Cardiac myocytes derived from murine reprogrammed fibroblasts: intact hormonal regulation, cardiac ion channel expression and development of contractility.

Aims: Induced pluripotent stem (iPS) cells have a developmental potential similar to that of blastocyst-derived embryonic stem (ES) cells and may serve as an autologous source of cells for tissue repair, in vitro disease modelling and toxicity assays. Here we aimed at generating iPS cell-derived cardiomyocytes (CMs) and comparing their molecular and functional characteristics with CMs derived from native murine ES cells. Methods and Results: Beating cardiomyocytes were generated using a mass culture system from murine N10 and O9 iPS cells as well as R1 and D3 ES cells. Transcripts of the mesoderm specification factor T-brachyury and non-atrial cardiac specific genes were expressed in differentiating iPS EBs. Using immunocytochemistry to determine the expression and intracellular organisation of cardiac specific structural proteins we demonstrate strong similarity between iPS-CMs and ES-CMs.

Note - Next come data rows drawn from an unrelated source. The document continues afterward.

use crate::platforms::InputDevice;
use crate::types::{Key, MouseButton, Point};
use crate::AutomationError;
use arboard::Clipboard;
use rdev::{Button, EventType};
use std::sync::Mutex;
use std::thread;
use std::time::Duration;
use tracing::debug;

// the OS drops synthetic events that arrive back to back
const EVENT_GAP: Duration = Duration::from_millis(20);
const MOVE_STEP: Duration = Duration::from_millis(10);

/// Mouse and keyboard through `rdev::simulate`, clipboard through arboard
#[derive(Debug, Default)]
pub struct RdevInput {
    last_position: Mutex<Option<(f64, f64)>>,
}

impl RdevInput {
    pub fn new() -> Self {
        Self::default()
    }

    fn send(event: &EventType) -> Result<(), AutomationError> {
        rdev::simulate(event).map_err(|e| {
            AutomationError::PlatformError(format!("failed to simulate {event:?}: {e:?}"))
        })?;
        thread::sleep(EVENT_GAP);
        Ok(())
    }

    fn position(&self) -> Option<(f64, f64)> {
        *self.last_position.lock().unwrap_or_else(|e| e.into_inner())
    }

    fn remember(&self, x: f64, y: f64) {
        *self.last_position.lock().unwrap_or_else(|e| e.into_inner()) = Some((x, y));
    }
}

fn rdev_key(key: Key) -> Result<rdev::Key, AutomationError> {
    let mapped = match key {
        Key::Control => rdev::Key::ControlLeft,
        Key::Alt => rdev::Key::Alt,
        Key::Space => rdev::Key::Space,
        Key::Enter => rdev::Key::Return,
        Key::Escape => rdev::Key::Escape,
        Key::Letter(c) => match c.to_ascii_lowercase() {
            'a' => rdev::Key::KeyA,
            'b' => rdev::Key::KeyB,
            'c' => rdev::Key::KeyC,
            'd' => rdev::Key::KeyD,
            'e' => rdev::Key::KeyE,
            'f' => rdev::Key::KeyF,
            'g' => rdev::Key::KeyG,
            'h' => rdev::Key::KeyH,
            'i' => rdev::Key::KeyI,
            'j' => rdev::Key::KeyJ,
            'k' => rdev::Key::KeyK,
            'l' => rdev::Key::KeyL,
            'm' => rdev::Key::KeyM,
            'n' => rdev::Key::KeyN,
            'o' => rdev::Key::KeyO,
            'p' => rdev::Key::KeyP,
            'q' => rdev::Key::KeyQ,
            'r' => rdev::Key::KeyR,
            's' => rdev::Key::KeyS,
            't' => rdev::Key::KeyT,
            'u' => rdev::Key::KeyU,
            'v' => rdev::Key::KeyV,
            'w' => rdev::Key::KeyW,
            'x' => rdev::Key::KeyX,
            'y' => rdev::Key::KeyY,
            'z' => rdev::Key::KeyZ,
            other => {
                return Err(AutomationError::PlatformError(format!(
                    "unsupported key: {other}"
                )))
            }
        },
    };
    Ok(mapped)
}

impl InputDevice for RdevInput {
    fn move_pointer(&self, to: Point, duration: Duration) -> Result<(), AutomationError> {
        let (tx, ty) = (f64::from(to.x), f64::from(to.y));
        let steps = (duration.as_millis() / MOVE_STEP.as_millis()).max(1) as u32;

        match self.position() {
            Some((sx, sy)) if steps > 1 => {
                for i in 1..=steps {
                    let t = f64::from(i) / f64::from(steps);
                    let x = sx + (tx - sx) * t;
                    let y = sy + (ty - sy) * t;
                    rdev::simulate(&EventType::MouseMove { x, y }).map_err(|e| {
                        AutomationError::PlatformError(format!("failed to move pointer: {e:?}"))
                    })?;
                    thread::sleep(MOVE_STEP);
                }
            }
            _ => Self::send(&EventType::MouseMove { x: tx, y: ty })?,
        }

        self.remember(tx, ty);
        debug!("pointer at {to}");
        Ok(())
    }

    fn click(&self, button: MouseButton) -> Result<(), AutomationError> {
        let button = match button {
            MouseButton::Left => Button::Left,
            MouseButton::Right => Button::Right,
        };
        Self::send(&EventType::ButtonPress(button))?;
        Self::send(&EventType::ButtonRelease(button))
    }

    fn press(&self, key: Key) -> Result<(), AutomationError> {
        let key = rdev_key(key)?;
        Self::send(&EventType::KeyPress(key))?;
        Self::send(&EventType::KeyRelease(key))
    }

    fn chord(&self, keys: &[Key]) -> Result<(), AutomationError> {
        let keys = keys
            .iter()
            .map(|key| rdev_key(*key))
            .collect::<Result<Vec<_>, _>>()?;
        for key in &keys {
            Self::send(&EventType::KeyPress(*key))?;
        }
        for key in keys.iter().rev() {
            Self::send(&EventType::KeyRelease(*key))?;
        }
        Ok(())
    }

    fn set_clipboard(&self, text: &str) -> Result<(), AutomationError> {
        let mut clipboard = Clipboard::new().map_err(|e| {
            AutomationError::PlatformError(format!("failed to open clipboard: {e}"))
        })?;
        clipboard.set_text(text.to_owned()).map_err(|e| {
            AutomationError::PlatformError(format!("failed to set clipboard text: {e}"))
        })
    }
}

In line with a previous study electrophysiological analyses showed that hormonal response to β-adrenergic and muscarinic receptor stimulation was intact. Action potential (AP) recordings suggested that most iPS-CMs measured up to day 23 of differentiation are of ventricular-like type. Application of lidocaine, Cs+, SEA0400 and verapamil+ nifedipine to plated iPS-EBs during multi-electrode array (MEA) measurements of extracellular field potentials and intracellular sharp electrode recordings of APs revealed the presence of INa, If, INCX, and ICaL, respectively, and suggested their involvement in cardiac pacemaking, with ICaL being of major importance. Furthermore, iPS-CMs developed and conferred force to avitalized ventricular tissue that was responsive to β-adrenergic stimulation. Conclusions: Our data demonstrate that the cardiogenic potential of iPS cells is comparable to that of ES cells and that iPS-CMs possess all fundamental functional elements of a typical cardiac cell, including spontaneous beating, hormonal regulation, cardiac ion channel expression and contractility. Therefore, iPS-CMs can be regarded as a potentially valuable source of cells for in vitro studies and cellular cardiomyoplasty.